La selección española no ha usado nunca el morado como color oficial. A pesar de viralizaciones y confusiones políticas, los colores históricos son el rojo y el amarillo, derivados de la bandera nacional. Este hecho cobra relevancia en pleno Mundial 2026, donde España y Francia se enfrentan en semifinales —y donde resurgen debates sobre identidad, memoria y uso simbólico del fútbol.
¿Es el morado un color histórico de la selección española?
No. El morado nunca formó parte de la paleta oficial de la Selección Española. Su asociación surge de errores visuales, reinterpretaciones políticas y efectos de iluminación en fotografías antiguas. La camiseta de 1994 que circuló en redes no era morada: era azul petróleo, usado por la Sub 21 en un clasificatorio para la Eurocopa 1996.
El origen de la confusión
En 2017, Pablo Iglesias compartió una imagen de 1994 con jugadores vestidos de tonos que, por el filtro y la calidad de la foto, parecían morados. Añadió un comentario sugiriendo una continuidad simbólica con la bandera republicana. Pero la Real Federación Española de Fútbol (RFEF) nunca adoptó el morado. Su reglamento técnico siempre ha exigido colores alineados con los del escudo nacional.
¿Cuándo cambió la selección sus colores por razones políticas?
Tras la Guerra Civil, el régimen franquista modificó el escudo y los símbolos oficiales. La selección pasó de usar el escudo republicano a uno con el águila de San Juan y los cuatro cuarteles. Pero los colores de la camiseta no cambiaron: el rojo y el blanco siguieron siendo los principales. El cambio fue institucional, no cromático.
El blanco como color de visitante
En el Mundial 2026, España jugará de blanco contra Francia porque esta última fue designada local. Esa decisión no responde a una tradición histórica, sino a criterios logísticos de la FIFA. El blanco ha sido usado como segunda equipación desde los años 50, pero nunca como símbolo de ruptura ideológica.
¿Qué dice la normativa actual sobre los colores de la selección?
La RFEF sigue el Reglamento de Equipaciones de la FIFA, que exige que los colores reflejen la identidad nacional y eviten confusiones con rivales. El rojo y el amarillo están protegidos como patrimonio visual oficial. Cualquier propuesta de cambio debe pasar por el Consejo Superior de Deportes y la Comisión de Ética de la RFEF.

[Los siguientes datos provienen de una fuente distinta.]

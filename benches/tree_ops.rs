//! Benchmarks for the core tree operations.

use criterion::{black_box, criterion_group, criterion_main, BenchmarkId, Criterion, Throughput};
use shadowtree::{BPlusTree, BlockFile, MemoryMedium, TreeConfig};
use tempfile::tempdir;

fn filled(count: usize) -> BPlusTree<BlockFile<MemoryMedium>> {
    let mut tree = BPlusTree::create_on(MemoryMedium::new(), TreeConfig::new(16)).unwrap();
    for i in 0..count {
        tree.set(format!("key{:08}", i), i as i64).unwrap();
    }
    tree.commit().unwrap();
    tree
}

fn bench_insert(c: &mut Criterion) {
    let mut group = c.benchmark_group("tree_insert");

    for count in [1_000usize, 10_000].iter() {
        group.throughput(Throughput::Elements(*count as u64));
        group.bench_with_input(BenchmarkId::new("sequential", count), count, |b, &count| {
            b.iter(|| black_box(filled(count)));
        });
        group.bench_with_input(BenchmarkId::new("scattered", count), count, |b, &count| {
            b.iter(|| {
                let mut tree =
                    BPlusTree::create_on(MemoryMedium::new(), TreeConfig::new(16)).unwrap();
                for i in 0..count {
                    let k = (i * 7919) % count;
                    tree.set(format!("key{:08}", k), k as i64).unwrap();
                }
                tree.commit().unwrap();
                black_box(tree)
            });
        });
    }

    group.finish();
}

fn bench_lookup(c: &mut Criterion) {
    let mut group = c.benchmark_group("tree_lookup");
    let count = 10_000;

    for limit in [5usize, 100, 10_000].iter() {
        let mut tree = filled(count);
        tree.set_footprint_limit(*limit).unwrap();
        group.bench_with_input(BenchmarkId::new("footprint", limit), limit, |b, _| {
            let mut i = 0usize;
            b.iter(|| {
                i = (i + 7919) % count;
                black_box(tree.get(format!("key{:08}", i)).unwrap())
            });
        });
    }

    group.finish();
}

fn bench_commit(c: &mut Criterion) {
    let dir = tempdir().unwrap();
    let path = dir.path().join("bench.bpt");
    let mut tree = BPlusTree::create_file(&path, TreeConfig::new(16)).unwrap();
    for i in 0..10_000 {
        tree.set(format!("key{:08}", i), i).unwrap();
    }
    tree.commit().unwrap();

    c.bench_function("commit_100_updates", |b| {
        let mut round = 0i64;
        b.iter(|| {
            round += 1;
            for i in 0..100 {
                tree.set(format!("key{:08}", (i * 97) % 10_000), round).unwrap();
            }
            tree.commit().unwrap();
        });
    });
}

criterion_group!(benches, bench_insert, bench_lookup, bench_commit);
criterion_main!(benches);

El impacto económico de las camisetas
Las ventas de equipaciones generan más del 18 % de los ingresos no competitivos de la RFEF. En 2025, la camiseta principal recaudó 42 millones de euros. Una reinvención cromática —como adoptar el morado— implicaría costos legales, de licencias y de rechazo por parte de patrocinadores como Adidas y Movistar.
¿Por qué sigue circulando la leyenda del morado?
La persistencia del mito responde a tres factores: la viralidad de imágenes mal interpretadas, el uso del fútbol como espacio de reivindicación política y la falta de divulgación histórica rigurosa. Plataformas como Wikipedia o medios digitales han replicado sin contrastar la versión morada, alimentando una narrativa que no tiene respaldo documental.
Datos Clave
- El morado nunca ha sido color oficial de la selección española.
- La camiseta de 1994 era azul petróleo, no morada.
- La RFEF regula los colores bajo el Reglamento de Equipaciones de la FIFA.
- Las camisetas generan 42 millones de euros anuales en ingresos directos.
- El escudo cambió en 1939, pero los colores de juego se mantuvieron intactos.
El contexto actual del Mundial 2026 refuerza la necesidad de claridad histórica. En un torneo con récord de audiencia y patrocinio, cada símbolo tiene peso económico, legal y social. La selección no es un lienzo ideológico: es una institución regida por normas técnicas, tradición deportiva y marco legal español. Confundir el efecto visual con la intención oficial no solo distorsiona la historia: afecta la credibilidad institucional y la gestión del patrimonio deportivo nacional.